FakeID, Android NFC stack and Google Wallet (part III)

[continued from part II]

3. Secure element access

This is probably the most interesting scenario in mind when NFC payments are mentioned as a potential casualty of the Android FakeID vulnerability:

“This can result in a wide spectrum of consequences. For example, the vulnerability can be used by malware to escape the normal application sandbox and take one or more malicious actions: […] gain access to NFC financial and payment data by impersonating Google Wallet; […]”

Before exploring this particular threat vector, let’s reiterate that all Google Wallet instances have been using host-card emulation for NFC payments since Q4 2013.  That includes both new installations and earlier ones migrated from the secure element architecture. With the SE completely out of the picture, the following discussion is largely hypothetical. Still for the sake of this exercise, we will consider a concrete version of Google Wallet that leveraged the secure element from two-years back, circa August 2012. Could a malicious Android app access any financial information from that version using FakeID?

Interface detection, revisited

First observation is that the secure element has 2 interfaces to the outside world: the “contact” (aka wired) interface attached to the host Android operating system and the “contactless” route that is directly attached to the NFC antenna. All communication from host applications arrives via the first path, while external NFC readers communicate over the second one. Relevant to the current problem, applications running in SE can distinguish between these cases and behave differently. Informally this is known as interface detection or interface discrimination. It is one of the corner-stones of the security model against remote-relay attacks.
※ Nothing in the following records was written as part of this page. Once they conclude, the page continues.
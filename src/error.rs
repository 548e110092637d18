use std::path::PathBuf;

use thiserror::Error;

/// Main error type for repo-intel operations
#[derive(Error, Debug)]
pub enum RepoIntelError {
    #[error("Configuration error: {0}")]
    Config(String),

    #[error("Parser error: {0}")]
    Parser(String),

    #[error("IO error: {0}")]
    Io(#[from] std::io::Error),

    #[error("Template error: {0}")]
    Template(#[from] tera::Error),

    #[error("Serialization error: {0}")]
    Serialization(#[from] serde_json::Error),

    #[error("Invalid exclusion pattern: {0}")]
    Pattern(#[from] globset::Error),

    #[error("No readable root directories: {}", format_roots(.0))]
    NoReadableRoots(Vec<PathBuf>),
}

fn format_roots(roots: &[PathBuf]) -> String {
    roots
        .iter()
        .map(|r| r.display().to_string())
        .collect::<Vec<_>>()
        .join(", ")
}

pub type Result<T> = std::result::Result<T, RepoIntelError>;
Payments happen over NFC only

Google Wallet applets are configured to only execute payments over the NFC interface. Barring implementation bugs in the applets’ use of interface detection, it is not possible for an Android application to simulate an external NFC reader to initiate a fraudulent transaction. This holds true even if malware attains root privileges, by-passes NFC stack and interfaces directly with raw NFC hardware. Incidentally FakeID vulnerability does not permit that level of access; it only enables going through the legitimate NFC stack to exchange traffic with SE.

Information disclosure

While executing a payment or reading out track-data containing credit card number, expiration etc. will not work, an attacker can still attempt to interact with SE to get information. As a starting point, it can survey SE contents by trying to select applets using their well-known application IDs or AID. (It is not possible directly to enumerate installed applets. Doing that requires authenticating to the SE with unique card-manager keys.)  Each flavor of EMV payments for Visa, MasterCard, American Express and Discover have unique AIDs that can be used to finger-print whether a payment instrument of that brand exists. In the case of Google Wallet, only MasterCard is supported. The ability to use other payment networks is achieved via cloud-based indirection; the SE only contains a single “virtual” MasterCard, so there is no concept of backing instruments at that level. As such the only information gleamed will be whether the device is set-up for tap & pay at all. Depending on the SE model, there is also an optional controller applet designed to provide additional constraints on the behavior of the payment applet, and its existence can be used to distinguish between versions of Google Wallet.

After locating applets, malware could try interacting with the applet to gain additional information. But there is very little interesting data to retrieve over contact interface.** There is a “log” of recent transactions but this log only contains success/failure state. No information about amount paid, merchant let alone line-level item data is stored. (None of that information was even sent to SE in the original PayPass mag-stripe profile. While  the mobile variant MMPP added support for terminal to relay amount/currency-code, that field is not reliable since it is not authenticated by the CVC3.) In earliest iterations of Wallet, two different types of MasterCard were supported and the controller applet kept track of the currently active card. In a situation with multiple cards present, malware can observe which card is selected. More interestingly it can modify the selection and cause the next transaction to be charged to a different card– still belonging to the current user– than the one originally picked.

Active attacks

The ability to change actively selected card is not particularly useful, but it points in the direction of exploring other ways that SE access can be leveraged to tamper with the state of the payment applications or for that matter SE hardware itself. The final post in this series will look at denial-of-service risks as well as more subtle substitution-attacks around replacing the user wallet with one controlled by the adversary.

[continued]

CP

** Over NFC one can read out the full credit-card number– that is how the mag-stripe profile of EMV payments work. But that capability is only available to external NFC readers and not local malware, because of interface detection in SE applets.